▼▼▼
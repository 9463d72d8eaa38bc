use anyhow::Result;

use crate::command::table::{CommandTable, Flow};

/// Where the loop gets its input and how it complains about unknown commands.
pub trait LineSource {
    /// Next operator line, or `None` once input is exhausted.
    fn next_line(&mut self) -> Result<Option<String>>;

    fn report_unknown(&mut self, raw: &str, usage: &[&'static str]) -> Result<()>;
}

pub struct LoopHooks<C> {
    /// Runs before each prompt, e.g. to show the current question.
    pub before: Option<fn(&mut C) -> Result<()>>,
    /// Checked after each dispatched line.
    pub complete_if: Option<fn(&C) -> bool>,
}

impl<C> Default for LoopHooks<C> {
    fn default() -> Self {
        Self {
            before: None,
            complete_if: None,
        }
    }
}

#[derive(Clone, Copy, Debug, PartialEq, Eq)]
pub enum LoopExit {
    Completed,
    EndOfInput,
}

/// Split on the first whitespace run into `(command, rest)`.
pub fn split_command(raw: &str) -> (&str, &str) {
    let trimmed = raw.trim();
    match trimmed.split_once(char::is_whitespace) {
        Some((command, rest)) => (command, rest.trim_start()),
        None => (trimmed, ""),
    }
}

pub fn run<C: LineSource>(
    ctx: &mut C,
    table: &CommandTable<C>,
    hooks: &LoopHooks<C>,
) -> Result<LoopExit> {
    loop {
        if let Some(before) = hooks.before {
            before(ctx)?;
        }

        let Some(raw) = ctx.next_line()? else {
            return Ok(LoopExit::EndOfInput);
        };
        let (command, args) = split_command(&raw);

        let flow = if command.is_empty() {
            Flow::Continue
        } else if let Some(handler) = table.get(command) {
            handler(ctx, args)?
        } else if let Some(fallback) = table.fallback_handler() {
            fallback(ctx, raw.trim())?
        } else {
            ctx.report_unknown(raw.trim(), &table.usage_names())?;
            Flow::Continue
        };

        let done = match hooks.complete_if {
            Some(complete) => complete(ctx),
            None => false,
        };
        if flow == Flow::Complete || done {
            return Ok(LoopExit::Completed);
        }
    }
}
pub mod catalog;
pub mod loader;

pub use catalog::{Lesson, LessonCatalog, Topic};
pub use loader::{LessonInfo, LoadedLesson, Question};
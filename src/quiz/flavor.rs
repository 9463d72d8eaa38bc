use std::fs;
use std::path::Path;

use log::warn;
use rand::SeedableRng;
use rand::rngs::SmallRng;
use rand::seq::SliceRandom;
use rust_embed::Embed;
use serde::Deserialize;

#[derive(Embed)]
#[folder = "assets/"]
struct FlavorAssets;

const FALLBACK_GOOD: &str = "正解";
const FALLBACK_BAD: &str = "違います";

#[derive(Clone, Debug, Default, Deserialize)]
pub struct FlavorPools {
    #[serde(default)]
    pub goods: Vec<String>,
    #[serde(default)]
    pub bads: Vec<String>,
}

impl FlavorPools {
    pub fn bundled() -> Self {
        FlavorAssets::get("emotions.json")
            .and_then(|file| serde_json::from_slice(file.data.as_ref()).ok())
            .unwrap_or_default()
    }

    /// Replace each pool of `self` that `other` has entries for.
    fn overlay(mut self, other: FlavorPools) -> Self {
        if !other.goods.is_empty() {
            self.goods = other.goods;
        }
        if !other.bads.is_empty() {
            self.bads = other.bads;
        }
        self
    }
}

/// Cheering and commiserating lines shown after each answer.
pub struct Flavor {
    pools: FlavorPools,
    rng: SmallRng,
}

impl Flavor {
    pub fn load(user_file: Option<&Path>) -> Self {
        let mut pools = FlavorPools::bundled();
        if let Some(path) = user_file {
            match fs::read_to_string(path)
                .map_err(anyhow::Error::from)
                .and_then(|s| Ok(serde_json::from_str::<FlavorPools>(&s)?))
            {
                Ok(user) => pools = pools.overlay(user),
                Err(e) => warn!("ignoring emotions file {}: {e}", path.display()),
            }
        }
        Self::new(pools, SmallRng::from_entropy())
    }

    pub fn new(pools: FlavorPools, rng: SmallRng) -> Self {
        Self { pools, rng }
    }

    pub fn pick(&mut self, correct: bool) -> &str {
        let (pool, fallback) = if correct {
            (&self.pools.goods, FALLBACK_GOOD)
        } else {
            (&self.pools.bads, FALLBACK_BAD)
        };
        pool.choose(&mut self.rng)
            .map(String::as_str)
            .unwrap_or(fallback)
    }
}

#[cfg(test)]
mod tests {
    use super::*;

    fn seeded(pools: FlavorPools) -> Flavor {
        Flavor::new(pools, SmallRng::seed_from_u64(7))
    }

    #[test]
    fn test_bundled_pools_are_not_empty() {
        let pools = FlavorPools::bundled();
        assert!(!pools.goods.is_empty());
        assert!(!pools.bads.is_empty());
    }

    #[test]
    fn test_pick_comes_from_matching_pool() {
        let pools = FlavorPools::bundled();
        let mut flavor = seeded(pools.clone());
        for _ in 0..50 {
            let good = flavor.pick(true).to_string();
            assert!(pools.goods.contains(&good));
            let bad = flavor.pick(false).to_string();
            assert!(pools.bads.contains(&bad));
        }
    }

    #[test]
    fn test_empty_pools_use_fallback() {
        let mut flavor = seeded(FlavorPools::default());
        assert_eq!(flavor.pick(true), FALLBACK_GOOD);
        assert_eq!(flavor.pick(false), FALLBACK_BAD);
    }

    #[test]
    fn test_user_file_overrides_only_given_pool() {
        let dir = tempfile::TempDir::new().unwrap();
        let path = dir.path().join("emotions.json");
        fs::write(&path, r#"{"goods": ["やった"]}"#).unwrap();

        let mut flavor = Flavor::load(Some(&path));
        assert_eq!(flavor.pick(true), "やった");
        let bad = flavor.pick(false).to_string();
        assert!(FlavorPools::bundled().bads.contains(&bad));
    }

    #[test]
    fn test_unreadable_user_file_keeps_bundled() {
        let dir = tempfile::TempDir::new().unwrap();
        let path = dir.path().join("emotions.json");
        fs::write(&path, "not json").unwrap();

        let mut flavor = Flavor::load(Some(&path));
        let good = flavor.pick(true).to_string();
        assert!(FlavorPools::bundled().goods.contains(&good));
    }
}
▲▲▲
Pull each line containing the word "SmallRng" out of the data above.

use rand::rngs::SmallRng;
    rng: SmallRng,
        Self::new(pools, SmallRng::from_entropy())
    pub fn new(pools: FlavorPools, rng: SmallRng) -> Self {
        Flavor::new(pools, SmallRng::seed_from_u64(7))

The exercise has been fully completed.